New research from comparethemarket.com reveals that 30 per cent of UK adults have to dip into their overdraft because they have run out of money before the end of the month – relying on expensive overdrafts to cover costs.
Many people are not able to save for a rainy day. The research found that 40 per cent use their overdraft for emergency funding and 23 per cent use them to cover the cost of everyday bills. But it also reveals that 13 per cent use their overdraft to cover the cost of their mortgage or rental payments – the equivalent of 1.2 million people. Of these, 20 per cent use their overdraft to cover the full payment amount and 24 per cent use it to cover, on average, half of the cost.
Rents are rising at their fastest pace for three years, with the average rental price nationally standing at £886 – based on the Hometrack Rental Market Report Q4 2019. According to the ONS, the average mortgage payment is £680 per month. When it comes to paying monthly bills, overdrafts can be a very expensive way to manage debt due to fixed daily or monthly charges, as well as fees for having an overdraft facility in place.

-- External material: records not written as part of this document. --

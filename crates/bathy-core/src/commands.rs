//! Player commands sent from the host to the simulation.
//!
//! Commands are queued and processed at the next tick boundary.

use serde::{Deserialize, Serialize};

use crate::enums::Direction;

/// All possible player actions.
#[derive(Debug, Clone, PartialEq, Serialize, Deserialize)]
#[serde(tag = "type")]
pub enum PlayerCommand {
    // --- Helm ---
    /// Start holding a helm button. Applied every active tick until released.
    PressControl { direction: Direction },
    /// Release a held helm button.
    ReleaseControl { direction: Direction },
    /// Kill all way immediately.
    EmergencyStop,
    /// Ramp speed down to zero.
    GradualStop,
    /// Throw the stop lever: engaging locks the helm and stops the vessel,
    /// disengaging unlocks it.
    ToggleStopLever,
    /// Lock or unlock the helm directly.
    LockControls { locked: bool },
    /// Point the bow along `(x, z)`.
    SetHeading { x: f64, z: f64 },

    // --- Camera ---
    /// Fire the camera at the vessel's current coordinates.
    TakePhoto,

    // --- Dive control ---
    /// Start the dive from the briefing.
    StartDive,
    /// Put the vessel back at the spawn point with a fresh hull.
    Respawn,
    /// Pause the simulation.
    Pause,
    /// Resume the simulation.
    Resume,
    /// Leave the debrief (or abandon the dive) and return to the briefing.
    ReturnToBriefing,
}
//! Dive state snapshot: the complete visible state handed to the host each tick.

use serde::{Deserialize, Serialize};

use crate::components::ObstacleShape;
use crate::enums::*;
use crate::events::SimEvent;
use crate::types::{DVec2, SimTime};

/// Complete dive state broadcast after each tick.
#[derive(Debug, Clone, Default, Serialize, Deserialize)]
pub struct DiveSnapshot {
    pub time: SimTime,
    pub phase: GamePhase,
    pub result: Option<DiveResult>,
    pub vessel: VesselView,
    pub mission: MissionView,
    pub hull: HullView,
    pub sonar: SonarView,
    pub chart: ChartView,
    pub obstacles: Vec<ObstacleView>,
    /// Events raised during this tick, in emission order.
    pub events: Vec<SimEvent>,
}

/// Helm readout.
#[derive(Debug, Clone, Default, Serialize, Deserialize)]
pub struct VesselView {
    pub x: f64,
    pub z: f64,
    /// Signed speed (knots).
    pub speed: f64,
    pub heading: DVec2,
    pub blocked: bool,
    pub braking: bool,
    pub controls_locked: bool,
    pub stop_lever_engaged: bool,
    pub held_controls: Vec<Direction>,
}

/// Photo mission progress.
#[derive(Debug, Clone, Default, Serialize, Deserialize)]
pub struct MissionView {
    pub outcome: MissionOutcome,
    pub fail_count: u32,
    pub max_fails: u32,
    pub targets: Vec<TargetView>,
    pub shutter_ready: bool,
}

/// A photo target as shown on the mission board.
#[derive(Debug, Clone, Serialize, Deserialize)]
pub struct TargetView {
    pub id: u32,
    pub name: String,
    pub x: f64,
    pub z: f64,
    pub radius: f64,
    pub captured: bool,
    /// Bearing from the vessel in degrees (sweep convention).
    pub bearing_deg: f64,
    pub distance: f64,
}

/// Hull integrity gauge.
#[derive(Debug, Clone, Default, Serialize, Deserialize)]
pub struct HullView {
    pub health: u32,
    pub max_health: u32,
    pub destroyed: bool,
}

/// Sonar scope.
#[derive(Debug, Clone, Default, Serialize, Deserialize)]
pub struct SonarView {
    /// Current sweep angle in degrees, `[0, 360)`.
    pub sweep_deg: f64,
    pub range: f64,
    pub blips: Vec<BlipView>,
}

/// A blip, relative to the vessel.
#[derive(Debug, Clone, Serialize, Deserialize)]
pub struct BlipView {
    /// Offset from the vessel, scaled so the scope edge is length 1.
    pub offset: DVec2,
    /// 1.0 when fresh, falling to 0.0 as it fades.
    pub fade: f64,
}

/// Sea chart with ticked-off cells.
#[derive(Debug, Clone, Default, Serialize, Deserialize)]
pub struct ChartView {
    pub width: u32,
    pub height: u32,
    /// `(column, row)` of every marked cell.
    pub marked: Vec<(u32, u32)>,
}

/// A static obstacle, for map rendering.
#[derive(Debug, Clone, Serialize, Deserialize)]
pub struct ObstacleView {
    pub name: String,
    pub kind: ObstacleKind,
    pub shape: ObstacleShape,
}
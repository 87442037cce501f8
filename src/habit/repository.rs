//! Habit list CRUD and completion tracking.
//!
//! Each user owns exactly one habit list, stored whole under a single
//! `habits_<userId>` key; every mutation is read-modify-write on that one
//! record. Reads pass through the [`RawHabit::heal`] defaulting step so
//! records from older schema versions keep working.

use std::sync::Arc;

use chrono::Utc;
use tracing::debug;

use super::error::{HabitError, Result};
use super::types::{Category, Habit, ProgressSummary, RawHabit, TimeOfDay};
use crate::id;
use crate::store::{keys, KvStore};

/// CRUD over per-user habit lists.
#[derive(Clone)]
pub struct HabitRepository {
    store: Arc<KvStore>,
}

impl HabitRepository {
    /// Creates a repository over the given store.
    #[must_use]
    pub fn new(store: Arc<KvStore>) -> Self {
        Self { store }
    }

    /// Returns the user's habits, healed.
    ///
    /// An absent list reads as empty; individual records get defaults for
    /// any missing field.
    ///
    /// # Errors
    ///
    /// Returns an error if the store read fails.
    pub fn list_for_user(&self, user_id: &str) -> Result<Vec<Habit>> {
        let raw: Vec<RawHabit> = self
            .store
            .get(&keys::habits(user_id))?
            .unwrap_or_default();

        let now = Utc::now();
        Ok(raw.into_iter().map(|r| r.heal(user_id, now)).collect())
    }

    /// Appends a new habit to the user's list.
    ///
    /// # Errors
    ///
    /// Returns [`HabitError::Validation`] for an empty name, or a storage
    /// error.
    pub fn add(
        &self,
        user_id: &str,
        name: &str,
        time_of_day: TimeOfDay,
        category: Category,
    ) -> Result<Habit> {
        let name = name.trim();
        if name.is_empty() {
            return Err(HabitError::Validation(
                "habit name must not be empty".to_string(),
            ));
        }

        let now = Utc::now();
        let habit = Habit {
            id: id::new_id(),
            user_id: user_id.to_string(),
            name: name.to_string(),
            time_of_day,
            category,
            completed: false,
            created_at: now,
            last_updated: now,
            history: Vec::new(),
        };

        let mut habits = self.list_for_user(user_id)?;
        habits.push(habit.clone());
        self.save_list(user_id, &habits)?;

        debug!(user_id, habit_id = %habit.id, "added habit");
        Ok(habit)
    }

    /// Flips a habit's completion flag.
    ///
    /// Completing appends the current timestamp to the habit's history;
    /// un-completing does NOT remove it — history only grows.
    ///
    /// # Errors
    ///
    /// Returns [`HabitError::NotFound`] if the habit is not in the user's
    /// list, or a storage error.
    pub fn toggle_completion(&self, user_id: &str, habit_id: &str) -> Result<Habit> {
        let mut habits = self.list_for_user(user_id)?;
        let habit = habits
            .iter_mut()
            .find(|h| h.id == habit_id)
            .ok_or_else(|| HabitError::NotFound(habit_id.to_string()))?;

        let now = Utc::now();
        habit.completed = !habit.completed;
        habit.last_updated = now;
        if habit.completed {
            habit.history.push(now);
        }
        let updated = habit.clone();

        self.save_list(user_id, &habits)?;
        Ok(updated)
    }

    /// Removes a habit from the user's list.
    ///
    /// # Errors
    ///
    /// Returns [`HabitError::NotFound`] if the habit is not in the user's
    /// list, or a storage error.
    pub fn remove(&self, user_id: &str, habit_id: &str) -> Result<()> {
        let mut habits = self.list_for_user(user_id)?;
        let before = habits.len();
        habits.retain(|h| h.id != habit_id);
        if habits.len() == before {
            return Err(HabitError::NotFound(habit_id.to_string()));
        }

        self.save_list(user_id, &habits)?;
        debug!(user_id, habit_id, "removed habit");
        Ok(())
    }

    /// Clears every habit's completion flag for a new day.
    ///
    /// Bumps `last_updated` on each habit, leaves `history` untouched, and
    /// returns how many habits had been completed (so callers can decide
    /// whether a "new day" notice is worth showing). An empty list is left
    /// as-is.
    ///
    /// # Errors
    ///
    /// Returns an error if a store operation fails.
    pub fn reset_all_for_day(&self, user_id: &str) -> Result<usize> {
        let mut habits = self.list_for_user(user_id)?;
        if habits.is_empty() {
            return Ok(0);
        }

        let was_completed = habits.iter().filter(|h| h.completed).count();
        let now = Utc::now();
        for habit in &mut habits {
            habit.completed = false;
            habit.last_updated = now;
        }

        self.save_list(user_id, &habits)?;
        debug!(user_id, cleared = was_completed, "reset habits for new day");
        Ok(was_completed)
    }

    /// Returns the completion summary for the user's list.
    ///
    /// # Errors
    ///
    /// Returns an error if the store read fails.
    pub fn progress_for_user(&self, user_id: &str) -> Result<ProgressSummary> {
        Ok(ProgressSummary::of(&self.list_for_user(user_id)?))
    }

    fn save_list(&self, user_id: &str, habits: &[Habit]) -> Result<()> {
        Ok(self.store.set(&keys::habits(user_id), &habits)?)
    }
}
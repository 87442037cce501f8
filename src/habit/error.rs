//! Error types for habit operations.

use thiserror::Error;

use crate::store::StoreError;

/// Error type for habit tracking operations.
#[derive(Error, Debug)]
pub enum HabitError {
    /// Missing or malformed input.
    #[error("Validation failed: {0}")]
    Validation(String),

    /// No habit with this id in the user's list.
    #[error("Habit not found: {0}")]
    NotFound(String),

    /// Underlying store failure.
    #[error("Storage error: {0}")]
    Store(#[from] StoreError),
}

/// Result type alias for habit operations.
pub type Result<T> = std::result::Result<T, HabitError>;

#[cfg(test)]
mod tests {
    use super::*;

    #[test]
    fn not_found_display() {
        let err = HabitError::NotFound("h1".to_string());
        assert_eq!(err.to_string(), "Habit not found: h1");
    }

    #[test]
    fn store_error_converts() {
        let err: HabitError = StoreError::Storage("oops".to_string()).into();
        assert!(matches!(err, HabitError::Store(_)));
    }
}
//! Error types for account operations.

use thiserror::Error;

use crate::store::StoreError;

/// Error type for registration, authentication and user lookups.
#[derive(Error, Debug)]
pub enum AccountError {
    /// Missing or malformed input.
    #[error("Validation failed: {0}")]
    Validation(String),

    /// Another user already registered with this email.
    #[error("Email already registered: {0}")]
    EmailTaken(String),

    /// Another user already claimed this username.
    #[error("Username already taken: {0}")]
    UsernameTaken(String),

    /// No user record matched the lookup.
    #[error("User not found: {0}")]
    NotFound(String),

    /// Password did not match the stored credential.
    #[error("Incorrect password")]
    WrongPassword,

    /// Underlying store failure.
    #[error("Storage error: {0}")]
    Store(#[from] StoreError),
}

/// Result type alias for account operations.
pub type Result<T> = std::result::Result<T, AccountError>;
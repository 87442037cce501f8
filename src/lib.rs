//! HabMate Core Library
//!
//! Local-first data layer for HabMate, a habit tracker with lightweight
//! social features. All state lives in a single string-keyed JSON store
//! (one `SQLite` file standing in for a browser storage profile); user
//! records, habit lists, the session pointer and the follow graph are all
//! documents in that one key space.
//!
//! Everything is synchronous: each operation reads, mutates and persists
//! before returning. There is no background work and no observer system —
//! callers re-render after each mutating call.

#![warn(clippy::all)]
#![warn(clippy::pedantic)]
#![warn(clippy::nursery)]
#![deny(unsafe_code)]

pub mod account;
pub mod app;
pub mod habit;
pub mod id;
pub mod social;
pub mod store;

pub use app::{AppError, HabMate, Notifier, Severity, TracingNotifier};
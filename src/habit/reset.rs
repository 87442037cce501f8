//! Daily reset of completion flags.
//!
//! Per user, a `lastReset_<userId>` marker records the calendar date habits
//! were last zeroed. There is no background timer: the check runs on demand
//! at session start, so a user who skips a day simply resets on their next
//! visit, with "today" defined at that visit. Within one calendar day the
//! check is idempotent by construction — once the marker matches today it
//! does nothing.

use std::sync::Arc;

use chrono::{NaiveDate, Utc};
use tracing::debug;

use super::error::Result;
use super::repository::HabitRepository;
use crate::store::{keys, KvStore};

/// What a reset check did.
#[derive(Debug, Clone, Copy, PartialEq, Eq)]
pub struct ResetOutcome {
    /// Whether a day boundary was crossed and habits were zeroed.
    pub performed: bool,
    /// How many habits had been completed before the reset.
    pub completed_cleared: usize,
}

impl ResetOutcome {
    const fn skipped() -> Self {
        Self {
            performed: false,
            completed_cleared: 0,
        }
    }
}

/// Runs the once-per-calendar-day habit reset.
#[derive(Clone)]
pub struct DailyResetScheduler {
    store: Arc<KvStore>,
    habits: HabitRepository,
}

impl DailyResetScheduler {
    /// Creates a scheduler over the given store.
    #[must_use]
    pub fn new(store: Arc<KvStore>) -> Self {
        Self {
            habits: HabitRepository::new(Arc::clone(&store)),
            store,
        }
    }

    /// Runs the reset check against the current calendar date.
    ///
    /// # Errors
    ///
    /// Returns an error if a store operation fails.
    pub fn check_and_reset(&self, user_id: &str) -> Result<ResetOutcome> {
        self.check_and_reset_on(user_id, Utc::now().date_naive())
    }

    /// Runs the reset check against an explicit date.
    ///
    /// If no marker exists for the user, or the marker's date differs from
    /// `today`, every habit's completion flag is cleared and `today` becomes
    /// the new marker. Date-parameterized so day boundaries can be crossed
    /// deterministically in tests.
    ///
    /// # Errors
    ///
    /// Returns an error if a store operation fails.
    pub fn check_and_reset_on(&self, user_id: &str, today: NaiveDate) -> Result<ResetOutcome> {
        let marker_key = keys::last_reset(user_id);
        let marker: Option<NaiveDate> = self.store.get(&marker_key)?;

        if marker == Some(today) {
            return Ok(ResetOutcome::skipped());
        }

        let completed_cleared = self.habits.reset_all_for_day(user_id)?;
        self.store.set(&marker_key, &today)?;

        debug!(user_id, %today, completed_cleared, "daily reset performed");
        Ok(ResetOutcome {
            performed: true,
            completed_cleared,
        })
    }
}

#[cfg(test)]
mod tests {
    use super::*;
    use crate::habit::{Category, TimeOfDay};

    fn setup() -> (DailyResetScheduler, HabitRepository) {
        let store = Arc::new(KvStore::in_memory().unwrap());
        (
            DailyResetScheduler::new(Arc::clone(&store)),
            HabitRepository::new(store),
        )
    }

    fn date(s: &str) -> NaiveDate {
        s.parse().unwrap()
    }

    #[test]
    fn first_check_writes_marker_and_performs_reset() {
        let (scheduler, _) = setup();
        let outcome = scheduler
            .check_and_reset_on("u1", date("2026-08-23"))
            .unwrap();
        assert!(outcome.performed);
        assert_eq!(outcome.completed_cleared, 0);
    }

    #[test]
    fn second_check_same_day_is_skipped() {
        let (scheduler, repo) = setup();
        let habit = repo
            .add("u1", "Read", TimeOfDay::Anytime, Category::Learning)
            .unwrap();
        repo.toggle_completion("u1", &habit.id).unwrap();

        scheduler
            .check_and_reset_on("u1", date("2026-08-23"))
            .unwrap();
        // Re-complete after the morning reset.
        repo.toggle_completion("u1", &habit.id).unwrap();

        let outcome = scheduler
            .check_and_reset_on("u1", date("2026-08-23"))
            .unwrap();
        assert!(!outcome.performed);
        assert!(repo.list_for_user("u1").unwrap()[0].completed);
    }

    #[test]
    fn double_check_same_day_leaves_list_identical() {
        let (scheduler, repo) = setup();
        repo.add("u1", "Read", TimeOfDay::Anytime, Category::Learning)
            .unwrap();

        scheduler
            .check_and_reset_on("u1", date("2026-08-23"))
            .unwrap();
        let after_first = repo.list_for_user("u1").unwrap();

        scheduler
            .check_and_reset_on("u1", date("2026-08-23"))
            .unwrap();
        let after_second = repo.list_for_user("u1").unwrap();

        assert_eq!(after_first, after_second);
    }

    #[test]
    fn next_day_clears_completion_but_not_history() {
        let (scheduler, repo) = setup();
        let habit = repo
            .add("u1", "Read", TimeOfDay::Anytime, Category::Learning)
            .unwrap();

        scheduler
            .check_and_reset_on("u1", date("2026-08-23"))
            .unwrap();
        repo.toggle_completion("u1", &habit.id).unwrap();

        let outcome = scheduler
            .check_and_reset_on("u1", date("2026-08-24"))
            .unwrap();
        assert!(outcome.performed);
        assert_eq!(outcome.completed_cleared, 1);

        let habits = repo.list_for_user("u1").unwrap();
        assert!(!habits[0].completed);
        assert_eq!(habits[0].history.len(), 1);
    }

    #[test]
    fn markers_are_per_user() {
        let (scheduler, _) = setup();
        scheduler
            .check_and_reset_on("u1", date("2026-08-23"))
            .unwrap();

        let outcome = scheduler
            .check_and_reset_on("u2", date("2026-08-23"))
            .unwrap();
        assert!(outcome.performed);
    }

    #[test]
    fn marker_is_stored_as_iso_date_string() {
        let (scheduler, _) = setup();
        scheduler
            .check_and_reset_on("u1", date("2026-08-23"))
            .unwrap();

        let raw: String = scheduler
            .store
            .get(&keys::last_reset("u1"))
            .unwrap()
            .unwrap();
        assert_eq!(raw, "2026-08-23");
    }
}
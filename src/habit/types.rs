//! Habit record types and the raw-record healing step.

use chrono::{DateTime, Utc};
use serde::{Deserialize, Serialize};

use crate::id;

/// Name substituted for habits stored without one.
pub const UNNAMED_HABIT: &str = "Unnamed Habit";

/// When during the day a habit is meant to happen.
#[derive(Debug, Clone, Copy, PartialEq, Eq, Default, Serialize, Deserialize)]
#[serde(rename_all = "lowercase")]
pub enum TimeOfDay {
    /// No particular time.
    #[default]
    Anytime,
    /// Morning habit.
    Morning,
    /// Afternoon habit.
    Afternoon,
    /// Evening habit.
    Evening,
}

impl TimeOfDay {
    /// Converts to the stored string representation.
    #[must_use]
    pub const fn as_str(&self) -> &'static str {
        match self {
            Self::Anytime => "anytime",
            Self::Morning => "morning",
            Self::Afternoon => "afternoon",
            Self::Evening => "evening",
        }
    }

    /// Parses from the stored string representation.
    #[must_use]
    pub fn parse(s: &str) -> Option<Self> {
        match s {
            "anytime" => Some(Self::Anytime),
            "morning" => Some(Self::Morning),
            "afternoon" => Some(Self::Afternoon),
            "evening" => Some(Self::Evening),
            _ => None,
        }
    }
}

/// Habit category.
#[derive(Debug, Clone, Copy, PartialEq, Eq, Default, Serialize, Deserialize)]
#[serde(rename_all = "lowercase")]
pub enum Category {
    /// Health & fitness.
    Health,
    /// Learning.
    Learning,
    /// Productivity.
    Productivity,
    /// Mindfulness.
    Mindfulness,
    /// Everything else.
    #[default]
    Other,
}

impl Category {
    /// Converts to the stored string representation.
    #[must_use]
    pub const fn as_str(&self) -> &'static str {
        match self {
            Self::Health => "health",
            Self::Learning => "learning",
            Self::Productivity => "productivity",
            Self::Mindfulness => "mindfulness",
            Self::Other => "other",
        }
    }

    /// Parses from the stored string representation.
    #[must_use]
    pub fn parse(s: &str) -> Option<Self> {
        match s {
            "health" => Some(Self::Health),
            "learning" => Some(Self::Learning),
            "productivity" => Some(Self::Productivity),
            "mindfulness" => Some(Self::Mindfulness),
            "other" => Some(Self::Other),
            _ => None,
        }
    }
}

/// A tracked habit.
///
/// `completed` is the today-flag cleared by the daily reset; `history` is the
/// append-only log of completion timestamps and is never shortened, not even
/// when a completion is toggled back off.
#[derive(Debug, Clone, PartialEq, Eq, Serialize, Deserialize)]
#[serde(rename_all = "camelCase")]
pub struct Habit {
    /// Unique within the owning user's list.
    pub id: String,
    /// Id of the owning user.
    pub user_id: String,
    /// Display name.
    pub name: String,
    /// Scheduled time of day.
    pub time_of_day: TimeOfDay,
    /// Category.
    pub category: Category,
    /// Whether the habit is done for the current day.
    pub completed: bool,
    /// When the habit was created.
    pub created_at: DateTime<Utc>,
    /// When the habit was last mutated (toggle or daily reset).
    pub last_updated: DateTime<Utc>,
    /// Completion timestamps, append-only.
    #[serde(default)]
    pub history: Vec<DateTime<Utc>>,
}

/// A habit record as it sits in storage, before healing.
///
/// Every field is optional so records written by earlier schema versions
/// (or edited by hand) still deserialize; [`RawHabit::heal`] is the single
/// place defaults are applied.
#[derive(Debug, Clone, Default, Serialize, Deserialize)]
#[serde(rename_all = "camelCase", default)]
pub struct RawHabit {
    /// Stored id, if any.
    pub id: Option<String>,
    /// Stored owner id, if any.
    pub user_id: Option<String>,
    /// Stored name, if any.
    pub name: Option<String>,
    /// Stored time of day, kept as text so unknown values can default.
    pub time_of_day: Option<String>,
    /// Stored category, kept as text so unknown values can default.
    pub category: Option<String>,
    /// Stored completion flag, if any.
    pub completed: Option<bool>,
    /// Stored creation timestamp, if any.
    pub created_at: Option<DateTime<Utc>>,
    /// Stored last-update timestamp, if any.
    pub last_updated: Option<DateTime<Utc>>,
    /// Stored completion history, if any.
    pub history: Option<Vec<DateTime<Utc>>>,
}

impl RawHabit {
    /// Pure defaulting step from a raw record to a validated [`Habit`].
    ///
    /// Absent fields get defaults: a fresh id, the owning user's id, the
    /// [`UNNAMED_HABIT`] name, `anytime`/`other` enums (unrecognized enum
    /// text also defaults), pending completion, `now` timestamps and an
    /// empty history.
    #[must_use]
    pub fn heal(self, owner_id: &str, now: DateTime<Utc>) -> Habit {
        Habit {
            id: self.id.unwrap_or_else(id::new_id),
            user_id: self.user_id.unwrap_or_else(|| owner_id.to_string()),
            name: self.name.unwrap_or_else(|| UNNAMED_HABIT.to_string()),
            time_of_day: self
                .time_of_day
                .as_deref()
                .and_then(TimeOfDay::parse)
                .unwrap_or_default(),
            category: self
                .category
                .as_deref()
                .and_then(Category::parse)
                .unwrap_or_default(),
            completed: self.completed.unwrap_or(false),
            created_at: self.created_at.unwrap_or(now),
            last_updated: self.last_updated.unwrap_or(now),
            history: self.history.unwrap_or_default(),
        }
    }
}

/// Completion summary for a habit list.
#[derive(Debug, Clone, Copy, PartialEq, Eq)]
pub struct ProgressSummary {
    /// Habits completed today.
    pub completed: usize,
    /// Total habits.
    pub total: usize,
    /// Rounded completion percentage; 0 for an empty list.
    pub percent: usize,
}

impl ProgressSummary {
    /// Computes the summary for a habit list.
    #[must_use]
    pub fn of(habits: &[Habit]) -> Self {
        let total = habits.len();
        let completed = habits.iter().filter(|h| h.completed).count();
        let percent = if total == 0 {
            0
        } else {
            (completed * 100 + total / 2) / total
        };
        Self {
            completed,
            total,
            percent,
        }
    }
}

From 6 April 2020, new FCA rules mean these charges will be scrapped and banks must charge a simple annual interest rate for overdrafts, without additional fees and charges – making it easier to manage and compare between different accounts providers.
In response to the regulatory changes, a growing number of high street banks have announced a flat fee of 39.9 per cent on all overdraft fees. So far, only Lloyds and challenger banks Starling and Monzo have announced a different percentage, which will be tied to customer credit scores. According to the research, 37 per cent of individuals believe the flat rate of 39.9 per cent will end up costing them more money.
John Crossley, Head of Money at comparethemarket.com, said: “During the course of life we will all have rainy day moments when we’ll need to use emergency funds. On these occasions, people need pots of money to dip into – a savings nest egg. Relying on overdrafts to fund regular bills, including mortgage or rental payments, can be a costly way of managing household finances.”